By Luke Netzley | LA Downtown News
Soaring over 1,000 feet above the streets of Los Angeles, the U.S. Bank Tower is a centerpiece of the Downtown skyline.
To celebrate the city’s art and culture, U.S. Bank Tower owner Silverstein Properties has invited eight local artists to paint murals outside of the building’s main entrance on Fifth Street.
Artists were given an approximately 20-foot-wide by 8-foot-high space and worked with the theme: “What does Los Angeles mean to you?”
For street artists Deity and Brittney S. Price, the space became a blank canvas to share their stories with the communities of DTLA.
“It’s a huge honor,” said Deity, whose mural depicts her friend, artist and activist Tochlita. “The reason I chose her is because when I think of LA, I think about the culture that’s been cultivated here. She’s one of those people that not only cultivates culture, but she also helps preserve it through her art and through her activism, and I wanted to shine light on her for this project.
“I also picked some of the flowers that we see a lot here in LA because we also have our Flower District down the street. … We see a lot of calla lilies and we see a lot of red roses, so I really wanted to incorporate that into this piece and bring everything together.”
Deity began painting over 14 years ago as a graffitist and is currently a member of Few and Far Women, an all-female collective committed to the empowerment of women and girls and to bringing street art and murals to communities around the world.
“We’re all from different pockets of LA, so we’re all showing different sections in its diversity,” Price described. “For me in particular, I feel like I really connect with south LA, particularly the Leimert, Inglewood area. That’s where I actually got reacquainted with my culture. And so within my mural, you’ll see lots of the African symbols, you’ll see Adinkra and most importantly you’ll see Sankofa, which means you have to know your past to know your future.”
For Price, art has always been a hobby of hers as well as a form of visual journaling. She describes herself as “community taught” and she still regards her professional art today as a diary of sorts.
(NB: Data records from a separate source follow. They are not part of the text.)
impl Router {
    pub fn new(config: NegotiationConfig, finder: Arc<dyn PathFinder>) -> Self {
        Self {
            config,
            finder,
            phase: Phase::AwaitingTravellers,
            tick: 0,
            travellers: BTreeMap::new(),
            locations: BTreeMap::new(),
            settled: BTreeMap::new(),
            expected: BTreeSet::new(),
            submitted: BTreeSet::new(),
            outbound: Vec::new(),
            violations: Vec::new(),
        }
    }

    pub fn config(&self) -> &NegotiationConfig {
        &self.config
    }

    pub fn phase(&self) -> Phase {
        self.phase
    }

    pub fn tick(&self) -> usize {
        self.tick
    }

    pub fn traveller(&self, id: TravellerId) -> Option<&TravellerAgent> {
        self.travellers.get(&id)
    }

    pub fn location(&self, id: LocationId) -> Option<&LocationAgent> {
        self.locations.get(&id)
    }

    pub fn active_travellers(&self) -> usize {
        self.travellers.len()
    }

    pub fn active_locations(&self) -> usize {
        self.locations.len()
    }

    /// Outcomes of every retired Traveller, by id.
    pub fn outcomes(&self) -> impl Iterator<Item = &TravellerOutcome> + '_ {
        self.settled.values()
    }

    pub fn violations(&self) -> &[ProtocolError] {
        &self.violations
    }

    /// No messages are waiting for delivery.
    pub fn is_complete(&self) -> bool {
        self.outbound.is_empty()
    }

    fn violation(&mut self, error: ProtocolError) {
        warn!(tick = self.tick, error = %error, "Protocol violation");
        self.violations.push(error);
    }

    /// Register a Traveller and submit its initial reservations.
    ///
    /// Only valid between steps, while the Router awaits Travellers.
    pub fn add_traveller(&mut self, spec: TravellerSpec) -> Result<(), ProtocolError> {
        let sender = AgentId::Traveller(spec.id);
        if self.phase != Phase::AwaitingTravellers {
            return Err(ProtocolError::WrongPhase {
                sender,
                phase: self.phase,
            });
        }
        if self.travellers.contains_key(&spec.id) || self.settled.contains_key(&spec.id) {
            return Err(ProtocolError::DuplicateSubmission { sender });
        }

        let property = self.config.strategy.sender_property();
        let mut agent =
            TravellerAgent::new(spec, self.config.dw_budget, self.config.timing.clone(), property);
        let batch = agent.plan_route(self.finder.as_ref());
        self.travellers.insert(spec.id, agent);
        self.expected.insert(sender);
        self.submit(sender, batch)?;
        self.retire_if_settled(spec.id);
        Ok(())
    }

    /// Accept one agent's complete outbound batch for the current phase.
    ///
    /// Returns `true` once every expected agent has submitted.
    pub fn submit(&mut self, sender: AgentId, batch: Vec<Message>) -> Result<bool, ProtocolError> {
        if sender.role() != self.phase.role() {
            return Err(ProtocolError::WrongPhase {
                sender,
                phase: self.phase,
            });
        }
        if self.submitted.contains(&sender) {
            return Err(ProtocolError::DuplicateSubmission { sender });
        }
        if !self.expected.contains(&sender) {
            return Err(ProtocolError::UnknownSender { sender });
        }
        self.submitted.insert(sender);

        for msg in batch {
            if msg.sender != sender || msg.receiver.role() == sender.role() {
                self.violation(ProtocolError::MisaddressedMessage {
                    sender: msg.sender,
                    receiver: msg.receiver,
                });
                continue;
            }
            trace!(message = %msg, "Collected");
            self.outbound.push(msg);
        }

        Ok(self.submitted.len() == self.expected.len())
    }

    /// Group collected messages by receiver and open the barrier for `phase`.
    fn open_phase(&mut self, phase: Phase) -> BTreeMap<AgentId, Vec<Message>> {
        let mut groups: BTreeMap<AgentId, Vec<Message>> = BTreeMap::new();
        for msg in self.outbound.drain(..) {
            groups.entry(msg.receiver).or_default().push(msg);
        }
        self.phase = phase;
        self.submitted.clear();
        self.expected = match phase {
            Phase::AwaitingLocations => groups.keys().copied().collect(),
            Phase::AwaitingTravellers => self.travellers.keys().map(|id| AgentId::Traveller(*id)).collect(),
        };
        groups
    }

    fn retire_if_settled(&mut self, id: TravellerId) -> Option<NegotiationStatus> {
        let outcome = self.travellers.get(&id)?.outcome()?;
        self.travellers.remove(&id);
        if self.settled.contains_key(&id) {
            return None;
        }
        debug!(traveller = %id, status = %outcome.status, "Traveller retired");
        self.settled.insert(id, outcome);
        Some(outcome.status)
    }

    /// Run one Location phase and one Traveller phase.
    pub fn step(&mut self) -> RoundReport {
        let violations_before = self.violations.len();
        let mut report = RoundReport::default();

        let to_locations = self.open_phase(Phase::AwaitingLocations);
        report.messages_to_locations = to_locations.values().map(Vec::len).sum();
        for (receiver, group) in to_locations {
            let Some(id) = receiver.as_location() else {
                continue;
            };
            let all_rejected = group.iter().all(|m| m.status == NegotiationStatus::Reject);
            let strategy = self.config.strategy;
            let separation = self.config.timing.separation();
            let agent = self.locations.entry(id).or_insert_with(|| {
                debug!(location = %id, "Location created");
                LocationAgent::new(id, strategy, separation)
            });
            agent.receive(group);
            let replies = agent.process();
            let retire = all_rejected && agent.constraints().is_empty();

            if let Err(error) = self.submit(receiver, replies) {
                self.violation(error);
            }
            if retire {
                self.locations.remove(&id);
                debug!(location = %id, "Location retired");
            }
        }
        self.tick += 1;

        let mut to_travellers = self.open_phase(Phase::AwaitingTravellers);
        report.messages_to_travellers = to_travellers.values().map(Vec::len).sum();
        let active: Vec<TravellerId> = self.travellers.keys().copied().collect();
        for id in active {
            let receiver = AgentId::Traveller(id);
            let inbox = to_travellers.remove(&receiver).unwrap_or_default();
            let batch = match self.travellers.get_mut(&id) {
                Some(agent) => {
                    agent.receive(inbox);
                    agent.process(self.finder.as_ref())
                }
                None => continue,
            };
            if let Err(error) = self.submit(receiver, batch) {
                self.violation(error);
            }
            match self.retire_if_settled(id) {
                Some(NegotiationStatus::Finalize) => report.finalized += 1,
                Some(_) => report.terminated += 1,
                None => {}
            }
        }
        for receiver in to_travellers.into_keys() {
            self.violation(ProtocolError::RetiredAgent { receiver });
        }

        report.tick = self.tick;
        report.active_travellers = self.travellers.len();
        report.active_locations = self.locations.len();
        report.violations = self.violations.len() - violations_before;
        report.complete = self.is_complete();
        report
    }

    /// Terminate every Traveller still negotiating.
    pub fn abandon_remaining(&mut self, reason: &str) -> usize {
        let active: Vec<TravellerId> = self.travellers.keys().copied().collect();
        for id in &active {
            if let Some(agent) = self.travellers.get_mut(id) {
                agent.abandon(reason);
            }
            self.retire_if_settled(*id);
        }
        self.outbound.clear();
        active.len()
    }

    /// Step until no messages remain or the tick limit is reached.
    pub fn run(&mut self) -> SimulationReport {
        while !self.is_complete() {
            if self.tick >= self.config.max_ticks {
                let abandoned = self.abandon_remaining("tick limit reached");
                warn!(tick = self.tick, abandoned, "Tick limit reached");
                break;
            }
            let round = self.step();
            debug!(
                tick = round.tick,
                to_locations = round.messages_to_locations,
                to_travellers = round.messages_to_travellers,
                finalized = round.finalized,
                terminated = round.terminated,
                active = round.active_travellers,
                "Round complete"
            );
        }
        if !self.travellers.is_empty() {
            self.abandon_remaining("no messages in flight");
        }
        self.report()
    }

    /// Report over every retired Traveller so far.
    pub fn report(&self) -> SimulationReport {
        SimulationReport::from_outcomes(self.settled.values().copied().collect(), self.tick)
    }
}

/// A configured negotiation over one network.
pub struct Simulation {
    config: NegotiationConfig,
    network: Arc<dyn PathFinder>,
    specs: Vec<TravellerSpec>,
}

impl Simulation {
    pub fn with_config(config: NegotiationConfig, network: Arc<dyn PathFinder>) -> Self {
        Self {
            config,
            network,
            specs: Vec::new(),
        }
    }

    pub fn add_travellers(mut self, specs: impl IntoIterator<Item = TravellerSpec>) -> Self {
        self.specs.extend(specs);
        self
    }

    /// Build a Router with every Traveller registered and initial reservations collected.
    pub fn into_router(self) -> Router {
        let mut router = Router::new(self.config, self.network);
        for spec in self.specs {
            if let Err(error) = router.add_traveller(spec) {
                warn!(traveller = %spec.id, error = %error, "Traveller not registered");
            }
        }
        router
    }

    pub fn run(self) -> SimulationReport {
        let mut router = self.into_router();
        let report = router.run();
        info!(
            finalized = report.finalized,
            terminated = report.terminated,
            total_cost = report.total_cost,
            initial_cost = report.finalized_initial_cost,
            cost_difference = report.cost_difference(),
            ticks = report.ticks,
            "Simulation finished"
        );
        report
    }
}

/// Negotiate routes for `specs` with default timing.
pub fn run_simulation<N>(
    network: N,
    specs: impl IntoIterator<Item = TravellerSpec>,
    dw_budget: u32,
    strategy: ScheduleStrategy,
) -> SimulationReport
where
    N: PathFinder + 'static,
{
    let config = NegotiationConfig {
        dw_budget,
        strategy,
        ..NegotiationConfig::default()
    };
    Simulation::with_config(config, Arc::new(network))
        .add_travellers(specs)
        .run()
}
Her painting on Fifth Street depicts renowned artist Noni Olabisi, who was known for her large-scale murals like “To Protect and Serve,” who died in March. Price’s piece stands as a tribute to Olabisi’s life and to her impact on the city of Los Angeles.
“Last year I had the opportunity to work with her, which was awesome,” Price said.
“That was the first time I had ever met someone within this field that looked like me, and she gave me permission to actually pursue my career. … Seeing her and seeing how powerful she was, I was like, ‘Oh, okay. I can do it. I’m not alone.’
“I had it on my heart ever since she passed away to give a tribute to her. … So I am paying tribute to her most famous mural, ‘Freedom Won’t Wait,’ and I also took her ‘Death to the Ego’ eagles and I put them on the side. One of the main things about Noni is that she has a yellow sun, and so the yellow sun represents the light within us as well as out, as well as it being the great connector that combines us all. I just feel like that is the real LA.”
The eight-artist installation at the U.S. Bank Tower was curated by legendary local artist Man One and, alongside Deity and Price, includes work by Serio Robleto, Erin Yoshi, Showzart, Asylm and Hedy Torres.
For the past six years, developer Silverstein Properties has worked with dozens of artists to paint murals in and around the new World Trade Center in New York City and recently on the top floor of the U.S. Bank Tower, where 15 LA-based artists created the highest murals in the state of California.
The murals by the Fifth Street entrance will remain in place and accessible to the public until Thanksgiving, when the company plans to unveil a newly renovated lobby.
“Having the opportunity to paint on the outside of one of the most iconic buildings in downtown LA is truly amazing!” Man One said. “The amount of foot traffic on this block due to the library across the street and all the neighboring businesses, hotels and restaurants makes it a great public canvas to demonstrate the beauty that Los Angeles has to offer. That’s why I felt it was important to curate the walls with artists from diverse backgrounds and from different parts of LA, but who all know and share an absolute love of this city and its people.”